Investors are certainly feeling a little more carnivorous these days, as optimism over improving prices and margins has pushed the shares of companies like Tyson (NYSE:TSN) to all-time highs. It certainly has hurt matters even slightly that Smithfield (NYSE:SFD) just bagged a takeout offer at a premium price as well. That leaves investors with a tough choice with the country's third-largest poultry producer Sanderson Farms (Nasdaq:SAFM). It's very difficult to goose the numbers high enough to make this stock look cheap on a long-term basis, but the near-term momentum could make selling today look like a chicken move.
Second Quarter Results Come In Broadly On Target
Sanderson reported a 4% increase in revenue for the fiscal second quarter, as industry production cuts seem to be firming up pricing. Industry-wide “Georgia dock” prices were up 10% for the quarter, and Sanderson did see higher pricing offset lower volumes (due to intended production cuts. While Sanderson's relationship with customers like Sysco (NYSE:SYY) and Buffalo Wild Wings (Nasdaq:BWLD) means that industry-wide pricing trends aren't always directly relevant the point stands that the company is benefiting from firmer pricing even as consumer demand in the restaurant space has softened a bit.
Lower production and higher feed costs were a bad combination for margins, but the results weren't all that different than expected. Gross margin declined about 40bp on a 14% increase in feed costs, while operating income fell 5%. Operating margin fell 60bp for the quarter, but at over 6% they're still substantially better than those at Tyson's poultry business or Pilgrim's Pride (NYSE:PPC).
SEE: Analyzing Operating Margins
Smaller Flocks Vs. Smaller Yield
Sanderson Farms has always generated a meaningful portion of its business from exports, and that portion currently stands at around 20%. Companies like Brasil Foods (Nasdaq:BRFS) offer ample evidence that poultry export markets can be exceedingly volatile, though Brasil Foods concentrates more on the Mideast and Japan while Sanderson Farms focuses on Mexico, Russia, and Central Asia. With about 15% of the Mexican breeder flock recently culled due to a bird flu outbreak, demand in Mexico (and the risk of oversupply) should be relative favorable for the company.

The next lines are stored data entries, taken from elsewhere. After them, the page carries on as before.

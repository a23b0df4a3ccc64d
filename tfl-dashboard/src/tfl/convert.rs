//! Conversion from TfL DTOs to domain types.
//!
//! Upstream data is known to be incomplete for some entries, so records
//! that cannot be used are skipped (and logged at debug level) rather than
//! failing the whole response.

use std::collections::HashSet;

use tracing::debug;

use crate::domain::{
    BusRouteStatus, Journey, JourneyLeg, LineStatus, Mode, NaptanId, Severity, Station, Timestamp,
};

use super::types::{JourneyDto, JourneyResponse, LegDto, Line, StopPoint, StopPointsResponse};

/// `stopType` value that marks a metro station.
pub const METRO_STATION_STOP_TYPE: &str = "NaptanMetroStation";

/// Convert a stop points response into metro stations.
///
/// Keeps only metro stations with coordinates and an id. If the same id
/// appears twice, the first record wins.
pub fn convert_stop_points(response: &StopPointsResponse) -> Vec<Station> {
    let mut seen = HashSet::new();
    let mut stations = Vec::with_capacity(response.stop_points.len());

    for stop in &response.stop_points {
        if stop.stop_type.as_deref() != Some(METRO_STATION_STOP_TYPE) {
            continue;
        }

        let Some(station) = convert_stop_point(stop) else {
            debug!(
                name = stop.common_name.as_deref().unwrap_or(""),
                "skipping incomplete stop point"
            );
            continue;
        };

        if seen.insert(station.id.clone()) {
            stations.push(station);
        } else {
            debug!(id = %station.id, "skipping duplicate stop point");
        }
    }

    stations
}

/// Convert a single stop point, returning `None` if a required field is missing.
fn convert_stop_point(stop: &StopPoint) -> Option<Station> {
    let latitude = stop.lat?;
    let longitude = stop.lon?;
    let id = NaptanId::parse(stop.naptan_id.as_deref()?).ok()?;

    let lines = stop
        .lines
        .iter()
        .filter_map(|l| l.name.clone())
        .collect();

    Some(Station {
        name: stop.common_name.clone().unwrap_or_default(),
        latitude,
        longitude,
        id,
        lines,
    })
}

/// Severity of the current (first) status entry, `Good Service` if none.
fn current_severity(line: &Line) -> Severity {
    line.line_statuses
        .first()
        .and_then(|s| s.status_severity_description.as_deref())
        .map(Severity::from_description)
        .unwrap_or_default()
}

/// Convert a line status response. Missing ids and names become empty.
pub fn convert_line_statuses(lines: &[Line]) -> Vec<LineStatus> {
    lines
        .iter()
        .map(|line| LineStatus {
            line_id: line.id.clone().unwrap_or_default(),
            line_name: line.name.clone().unwrap_or_default(),
            status: current_severity(line),
        })
        .collect()
}

/// Convert a bus line status response.
///
/// A blank reason is treated the same as a missing one.
pub fn convert_bus_statuses(lines: &[Line]) -> Vec<BusRouteStatus> {
    lines
        .iter()
        .map(|line| {
            let reason = line
                .line_statuses
                .first()
                .and_then(|s| s.reason.as_deref())
                .map(str::trim)
                .filter(|r| !r.is_empty())
                .map(str::to_string);

            BusRouteStatus {
                route_name: line.name.clone().unwrap_or_default(),
                status: current_severity(line),
                reason,
            }
        })
        .collect()
}

/// Convert a journey planner response.
pub fn convert_journeys(response: &JourneyResponse) -> Vec<Journey> {
    response.journeys.iter().map(convert_journey).collect()
}

fn convert_journey(dto: &JourneyDto) -> Journey {
    Journey {
        duration_minutes: dto.duration,
        legs: dto.legs.iter().map(convert_leg).collect(),
    }
}

fn convert_leg(dto: &LegDto) -> JourneyLeg {
    let mode = dto
        .mode
        .as_ref()
        .and_then(|m| m.name.as_deref())
        .map(Mode::new)
        .unwrap_or_else(Mode::unknown);

    let line_name = dto
        .line
        .as_ref()
        .and_then(|l| l.name.clone())
        .or_else(|| dto.route_options.first().and_then(|r| r.name.clone()))
        .filter(|n| !n.is_empty());

    let disruption_note = dto
        .disruptions
        .first()
        .and_then(|d| d.description.clone())
        .filter(|d| !d.is_empty());

    JourneyLeg {
        mode,
        line_name,
        departure: Timestamp::parse(dto.departure_time.as_deref().unwrap_or("")),
        arrival: Timestamp::parse(dto.arrival_time.as_deref().unwrap_or("")),
        disruption_note,
    }
}

#[cfg(test)]
mod tests {
    use super::*;
    use crate::tfl::types::{DisruptionDto, Identifier, LineStatusEntry};

    fn named(name: &str) -> Identifier {
        Identifier {
            id: None,
            name: Some(name.to_string()),
        }
    }

    fn metro_stop(name: &str, id: &str, lines: &[&str]) -> StopPoint {
        StopPoint {
            common_name: Some(name.to_string()),
            lat: Some(51.515),
            lon: Some(-0.1415),
            naptan_id: Some(id.to_string()),
            stop_type: Some(METRO_STATION_STOP_TYPE.to_string()),
            lines: lines.iter().map(|l| named(l)).collect(),
        }
    }

    fn line(id: &str, name: &str, status: Option<&str>, reason: Option<&str>) -> Line {
        Line {
            id: Some(id.to_string()),
            name: Some(name.to_string()),
            line_statuses: status
                .map(|s| {
                    vec![LineStatusEntry {
                        status_severity_description: Some(s.to_string()),
                        reason: reason.map(str::to_string),
                    }]
                })
                .unwrap_or_default(),
        }
    }

    #[test]
    fn complete_station_survives_unchanged() {
        let resp = StopPointsResponse {
            stop_points: vec![metro_stop(
                "Oxford Circus Underground Station",
                "940GZZLUOXC",
                &["Bakerloo", "Central", "Victoria"],
            )],
        };

        let stations = convert_stop_points(&resp);

        assert_eq!(stations.len(), 1);
        let s = &stations[0];
        assert_eq!(s.name, "Oxford Circus Underground Station");
        assert_eq!(s.latitude, 51.515);
        assert_eq!(s.longitude, -0.1415);
        assert_eq!(s.id.as_str(), "940GZZLUOXC");
        assert_eq!(s.lines, vec!["Bakerloo", "Central", "Victoria"]);
    }

    #[test]
    fn non_metro_stops_are_dropped() {
        let mut bus_stop = metro_stop("Oxford Circus Stop A", "490000173A", &["73"]);
        bus_stop.stop_type = Some("NaptanPublicBusCoachTram".into());

        let mut untyped = metro_stop("Mystery", "940GZZLUXXX", &[]);
        untyped.stop_type = None;

        let resp = StopPointsResponse {
            stop_points: vec![bus_stop, untyped],
        };
        assert!(convert_stop_points(&resp).is_empty());
    }

    #[test]
    fn incomplete_stations_are_dropped() {
        let mut no_lat = metro_stop("A", "940GZZLUAAA", &[]);
        no_lat.lat = None;
        let mut no_lon = metro_stop("B", "940GZZLUBBB", &[]);
        no_lon.lon = None;
        let mut no_id = metro_stop("C", "", &[]);
        no_id.naptan_id = None;
        let empty_id = metro_stop("D", "", &[]);
        let ok = metro_stop("E", "940GZZLUEEE", &[]);

        let resp = StopPointsResponse {
            stop_points: vec![no_lat, no_lon, no_id, empty_id, ok],
        };

        let stations = convert_stop_points(&resp);
        assert_eq!(stations.len(), 1);
        assert_eq!(stations[0].name, "E");
    }

    #[test]
    fn ids_with_spaces_or_slashes_are_kept() {
        let resp = StopPointsResponse {
            stop_points: vec![metro_stop("Odd", "HUB 1/2", &["Central"])],
        };

        let stations = convert_stop_points(&resp);
        assert_eq!(stations.len(), 1);
        assert_eq!(stations[0].id.as_str(), "HUB 1/2");
    }

    #[test]
    fn duplicate_ids_keep_first() {
        let resp = StopPointsResponse {
            stop_points: vec![
                metro_stop("Bank", "940GZZLUBNK", &["Central"]),
                metro_stop("Bank (dup)", "940GZZLUBNK", &["Northern"]),
            ],
        };

        let stations = convert_stop_points(&resp);
        assert_eq!(stations.len(), 1);
        assert_eq!(stations[0].name, "Bank");
    }

    #[test]
    fn missing_name_defaults_to_empty() {
        let mut stop = metro_stop("", "940GZZLUAAA", &[]);
        stop.common_name = None;
        let stations = convert_stop_points(&StopPointsResponse {
            stop_points: vec![stop],
        });
        assert_eq!(stations[0].name, "");
    }

    #[test]
    fn line_status_uses_first_entry() {
        let mut l = line("central", "Central", Some("Minor Delays"), None);
        l.line_statuses.push(LineStatusEntry {
            status_severity_description: Some("Good Service".into()),
            reason: None,
        });

        let statuses = convert_line_statuses(&[l]);
        assert_eq!(statuses[0].line_id, "central");
        assert_eq!(statuses[0].line_name, "Central");
        assert_eq!(statuses[0].status, Severity::MinorDelays);
    }

    #[test]
    fn line_without_name_defaults_to_empty() {
        let mut l = line("x", "", Some("Part Closure"), Some("  "));
        l.name = None;

        let statuses = convert_line_statuses(std::slice::from_ref(&l));
        assert_eq!(statuses[0].line_id, "x");
        assert_eq!(statuses[0].line_name, "");
        assert_eq!(statuses[0].status, Severity::PartClosure);

        let buses = convert_bus_statuses(&[l]);
        assert_eq!(buses[0].route_name, "");
        assert_eq!(buses[0].reason, None);
    }

    #[test]
    fn line_without_statuses_is_good_service() {
        let statuses = convert_line_statuses(&[line("dlr", "DLR", None, None)]);
        assert_eq!(statuses[0].status, Severity::GoodService);
    }

    #[test]
    fn bus_reason_is_optional() {
        let lines = vec![
            line("73", "73", Some("Good Service"), None),
            line("25", "25", Some("Minor Delays"), Some("Roadworks on Mile End Road")),
            line("38", "38", Some("Good Service"), Some("   ")),
            line("N8", "N8", None, None),
        ];

        let buses = convert_bus_statuses(&lines);
        assert_eq!(buses[0].reason, None);
        assert_eq!(
            buses[1].reason.as_deref(),
            Some("Roadworks on Mile End Road")
        );
        assert_eq!(buses[1].status, Severity::MinorDelays);
        assert_eq!(buses[2].reason, None);
        assert_eq!(buses[3].status, Severity::GoodService);
        assert_eq!(buses[3].reason, None);
    }

    #[test]
    fn journey_leg_conversion() {
        let resp = JourneyResponse {
            journeys: vec![JourneyDto {
                duration: Some(18),
                legs: vec![
                    LegDto {
                        mode: Some(named("walking")),
                        departure_time: Some("2026-03-15T10:00:00".into()),
                        arrival_time: Some("2026-03-15T10:03:00".into()),
                        ..Default::default()
                    },
                    LegDto {
                        mode: Some(named("tube")),
                        route_options: vec![named("Victoria")],
                        departure_time: Some("2026-03-15T10:05:00".into()),
                        arrival_time: Some("2026-03-15T10:18:00".into()),
                        disruptions: vec![DisruptionDto {
                            description: Some("Lift out of service".into()),
                        }],
                        ..Default::default()
                    },
                ],
            }],
        };

        let journeys = convert_journeys(&resp);
        assert_eq!(journeys.len(), 1);
        let j = &journeys[0];
        assert_eq!(j.duration_minutes, Some(18));
        assert_eq!(j.legs[0].mode.as_str(), "Walking");
        assert_eq!(j.legs[0].line_name, None);
        assert_eq!(j.legs[1].display_name(), "Tube Victoria");
        assert_eq!(
            j.legs[1].disruption_note.as_deref(),
            Some("Lift out of service")
        );
    }

    #[test]
    fn leg_line_takes_precedence_over_route_options() {
        let leg = LegDto {
            mode: Some(named("bus")),
            line: Some(named("73")),
            route_options: vec![named("390")],
            ..Default::default()
        };
        assert_eq!(convert_leg(&leg).line_name.as_deref(), Some("73"));
    }

    #[test]
    fn leg_without_mode_or_times() {
        let leg = convert_leg(&LegDto::default());
        assert_eq!(leg.mode.as_str(), "Unknown");
        assert!(leg.departure.parsed().is_none());
        assert!(leg.arrival.parsed().is_none());
        assert_eq!(leg.duration(), None);
    }
}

On the other hand, the outcome of this year's corn and soybean crop in the U.S. is still a big unknown. The big seed companies, Monsanto (NYSE:MON) and DuPont (NYSE:DD), have reported very strong demand and acres under cultivation should be at or near another record. But the crop was planted later this year and that can sometimes be a bad sign for yields, to say nothing of the risk of drought or damage from severe weather. With corn and soybeans (soybean meal) making up over one-third of the cost of goods for the industry, a bad crop would have serious negative ramifications for the industry's cost structure.
SEE: America’s Biggest Food Companies
Could Sanderson Get A Bid?
With Shanghui paying a hefty price for Smithfield, it's worth asking whether Sanderson Farms could attract similar attention. At less than 10% of the U.S. poultry industry, Sanderson Farms would be digestible for an acquirer, and the company already has roughly 10% export exposure to China. Likewise, just as Shanghui may have been attracted to Smithfield as a source of clean pork for a market (China) where contamination and food safety issues pop up over and over again, a U.S.-based producer could be seen as asset for a Chinese company wishing to hedge its risks/exposure to China-based sourcing (including epidemics of bird flu).

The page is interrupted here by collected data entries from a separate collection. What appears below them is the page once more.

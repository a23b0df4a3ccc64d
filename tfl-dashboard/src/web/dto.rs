//! Data transfer objects for web requests and responses.

use serde::{Deserialize, Serialize};

use crate::analysis::{
    LineAlert, ModeDisruption, NetworkSummary, StatusCount, mode_aggregate, status_options,
};
use crate::domain::{BusRouteStatus, Journey, JourneyLeg, LineStatus, Severity};

use super::templates::MarkerView;

/// Split a comma-separated query value into trimmed, non-empty items.
pub fn split_list(raw: &str) -> Vec<String> {
    raw.split(',')
        .map(str::trim)
        .filter(|s| !s.is_empty())
        .map(str::to_string)
        .collect()
}

/// Query parameters of the dashboard page.
#[derive(Debug, Default, Deserialize)]
pub struct DashboardQuery {
    /// Comma-separated line names. Absent or empty selects every line.
    pub lines: Option<String>,

    /// Comma-separated statuses. Absent selects every observed status;
    /// present but empty selects none.
    pub statuses: Option<String>,

    /// Bus route search text.
    pub route: Option<String>,

    /// Journey start station name.
    pub from: Option<String>,

    /// Journey end station name.
    pub to: Option<String>,
}

impl DashboardQuery {
    /// The line and status selection, resolved against observed statuses.
    pub fn selection(&self, observed: &[LineStatus]) -> LineSelection {
        LineSelection::new(self.lines.as_deref(), self.statuses.as_deref(), observed)
    }

    /// The route search text, if one was entered.
    pub fn route_query(&self) -> Option<&str> {
        self.route.as_deref().map(str::trim).filter(|r| !r.is_empty())
    }

    /// Start and end station names, once both are chosen.
    pub fn journey_stations(&self) -> Option<(&str, &str)> {
        let from = self.from.as_deref().map(str::trim).filter(|s| !s.is_empty())?;
        let to = self.to.as_deref().map(str::trim).filter(|s| !s.is_empty())?;
        Some((from, to))
    }
}

/// Query parameters of `/api/lines`.
#[derive(Debug, Default, Deserialize)]
pub struct LinesQuery {
    pub lines: Option<String>,
    pub statuses: Option<String>,
}

/// A resolved line filter.
#[derive(Debug, Clone, PartialEq)]
pub struct LineSelection {
    pub lines: Vec<String>,
    pub statuses: Vec<Severity>,
}

impl LineSelection {
    pub fn new(lines: Option<&str>, statuses: Option<&str>, observed: &[LineStatus]) -> Self {
        let statuses = match statuses {
            Some(raw) => split_list(raw)
                .iter()
                .map(|s| Severity::from_description(s))
                .collect(),
            None => status_options(observed),
        };

        Self {
            lines: lines.map(split_list).unwrap_or_default(),
            statuses,
        }
    }

    /// The status selection as display strings.
    pub fn status_names(&self) -> Vec<String> {
        self.statuses.iter().map(|s| s.to_string()).collect()
    }
}

/// Query parameters of `/api/bus`.
#[derive(Debug, Default, Deserialize)]
pub struct BusQuery {
    pub route: Option<String>,
}

/// Query parameters of `/api/journey`.
#[derive(Debug, Default, Deserialize)]
pub struct JourneyQuery {
    pub from: Option<String>,
    pub to: Option<String>,
}

/// Response for `/api/summary`.
#[derive(Debug, Serialize)]
pub struct SummaryResponse {
    pub summary: NetworkSummary,
    pub status_counts: Vec<StatusCount>,
    pub disruption_by_mode: ModeDisruption,
}

/// Response for `/api/lines`.
#[derive(Debug, Serialize)]
pub struct LinesResponse {
    /// Records matching the filter.
    pub lines: Vec<LineStatus>,

    /// Callouts for each selected line.
    pub alerts: Vec<LineAlert>,

    /// Filtered records not running a good service.
    pub disruptions: Vec<LineStatus>,
}

/// Response for `/api/bus`.
#[derive(Debug, Serialize)]
pub struct BusResponse {
    /// The search text, when the response is a search result.
    pub query: Option<String>,
    pub routes: Vec<BusRouteStatus>,
}

/// Response for `/api/stations`.
#[derive(Debug, Serialize)]
pub struct StationsResponse {
    pub stations: Vec<String>,
}

/// Response for `/api/stations/map`.
#[derive(Debug, Serialize)]
pub struct MapResponse {
    pub center: [f64; 2],
    pub zoom: u8,
    pub markers: Vec<MarkerView>,
}

/// Response for `/api/journey` when journeys were found.
#[derive(Debug, Serialize)]
pub struct JourneyPlanResponse {
    pub journeys: Vec<JourneyResult>,
}

/// Response for `/api/journey` when there is nothing to show.
#[derive(Debug, Serialize)]
pub struct MessageResponse {
    pub message: String,
}

/// A journey option.
#[derive(Debug, Serialize)]
pub struct JourneyResult {
    /// Total duration reported by TfL, in minutes.
    pub duration_minutes: Option<i64>,

    pub legs: Vec<LegResult>,

    /// Minutes per mode, in order of first appearance.
    pub mode_minutes: Vec<ModeMinutes>,
}

impl JourneyResult {
    pub fn from_journey(journey: &Journey) -> Self {
        Self {
            duration_minutes: journey.duration_minutes,
            legs: journey.legs.iter().map(LegResult::from_leg).collect(),
            mode_minutes: mode_aggregate(&journey.legs)
                .iter()
                .map(|(mode, minutes)| ModeMinutes {
                    mode: mode.to_string(),
                    minutes,
                })
                .collect(),
        }
    }
}

/// A journey leg.
#[derive(Debug, Serialize)]
pub struct LegResult {
    pub mode: String,
    pub line: Option<String>,

    /// Departure time as reported by TfL.
    pub departure: String,

    /// Arrival time as reported by TfL.
    pub arrival: String,

    pub disruption: Option<String>,
}

impl LegResult {
    pub fn from_leg(leg: &JourneyLeg) -> Self {
        Self {
            mode: leg.mode.to_string(),
            line: leg.line_name.clone(),
            departure: leg.departure.raw().to_string(),
            arrival: leg.arrival.raw().to_string(),
            disruption: leg.disruption_note.clone(),
        }
    }
}

#[derive(Debug, Serialize)]
pub struct ModeMinutes {
    pub mode: String,
    pub minutes: i64,
}

/// Error response.
#[derive(Debug, Serialize)]
pub struct ErrorResponse {
    pub error: String,
}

With Sanderson already at an all-time high price for the shares, it's a little more challenging to project a bid price. Shanghui was willing to pay a premium to the normal valuation range for Smithfield (and protein producers in general), so I suppose it's not ridiculous to think that a buyer could still pay up for Sanderson Farms.
SEE: Earnings Guidance: Can It Accurately Predict The Future?
The Bottom Line
I've complained before that protein companies are tricky to evaluate with standard cash flow analysis, as investors don't seem bothered with the low long-term margins and cash flow production when they believe there's a trade to be made on lower input costs and improving margins/prices. To that end, even if Sanderson can grow revenue at a long-term rate of 5%, with a five-year growth rate of 6% based on management's guidance of 4% volume growth, the company will have to record historically exceptional free cash flow margins to make today's price look cheap.

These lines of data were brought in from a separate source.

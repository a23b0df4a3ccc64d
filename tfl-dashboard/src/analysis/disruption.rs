//! Joining stations against line statuses.

use std::collections::{BTreeSet, HashMap};

use serde::Serialize;

use crate::domain::{LineStatus, Severity, Station};

/// Line name → current status lookup.
///
/// If a line name appears more than once, the first record wins.
#[derive(Debug, Clone)]
pub struct StatusIndex<'a> {
    by_name: HashMap<&'a str, &'a Severity>,
}

impl<'a> StatusIndex<'a> {
    pub fn new(statuses: &'a [LineStatus]) -> Self {
        let mut by_name = HashMap::with_capacity(statuses.len());
        for s in statuses {
            by_name.entry(s.line_name.as_str()).or_insert(&s.status);
        }
        Self { by_name }
    }

    /// Current status of `line`, if known.
    pub fn get(&self, line: &str) -> Option<&'a Severity> {
        self.by_name.get(line).copied()
    }
}

/// A station together with the worst status among its lines.
#[derive(Debug, Clone, PartialEq, Serialize)]
pub struct StationDisruption<'a> {
    pub station: &'a Station,
    pub worst_status: Severity,
}

/// The most severe current status among a station's lines.
///
/// `Severe Delays` always wins. Otherwise the first status other than
/// `Good Service`, in the station's line order, is kept. Lines without a
/// known status are skipped. A station with no known lines is `Good
/// Service`.
pub fn worst_status_for_station(station: &Station, statuses: &StatusIndex<'_>) -> Severity {
    let mut worst = &Severity::GoodService;

    for status in station.lines.iter().filter_map(|l| statuses.get(l)) {
        match status {
            Severity::SevereDelays => return Severity::SevereDelays,
            s if worst.is_good() && !s.is_good() => worst = s,
            _ => {}
        }
    }

    worst.clone()
}

/// Names in `universe` whose current status is not `Good Service`.
///
/// Lines in `universe` with no status record are not disrupted.
pub fn disrupted_lines<S: AsRef<str>>(statuses: &[LineStatus], universe: &[S]) -> BTreeSet<String> {
    let index = StatusIndex::new(statuses);
    universe
        .iter()
        .map(AsRef::as_ref)
        .filter(|name| index.get(name).is_some_and(|s| !s.is_good()))
        .map(str::to_string)
        .collect()
}

/// Worst status for every station that is served by at least one line.
pub fn station_disruptions<'a>(
    stations: &'a [Station],
    statuses: &[LineStatus],
) -> Vec<StationDisruption<'a>> {
    let index = StatusIndex::new(statuses);
    stations
        .iter()
        .filter(|s| !s.lines.is_empty())
        .map(|station| StationDisruption {
            station,
            worst_status: worst_status_for_station(station, &index),
        })
        .collect()
}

I know better than to step in front of a moving bus, and that is how I feel about these shares today. Investors want to like protein stocks and even if I don't see much long-term value, I don't believe that's going to slow the momentum in the near-term. Accordingly, I'll just say that anybody considering these shares today ought to be nimble and willing to keep disciplined stops if that enthusiasm wanes and multiples go back to normal historical levels.
At the time of writing, Stephen D. Simpson owned shares of Monsanto and Brasil Foods.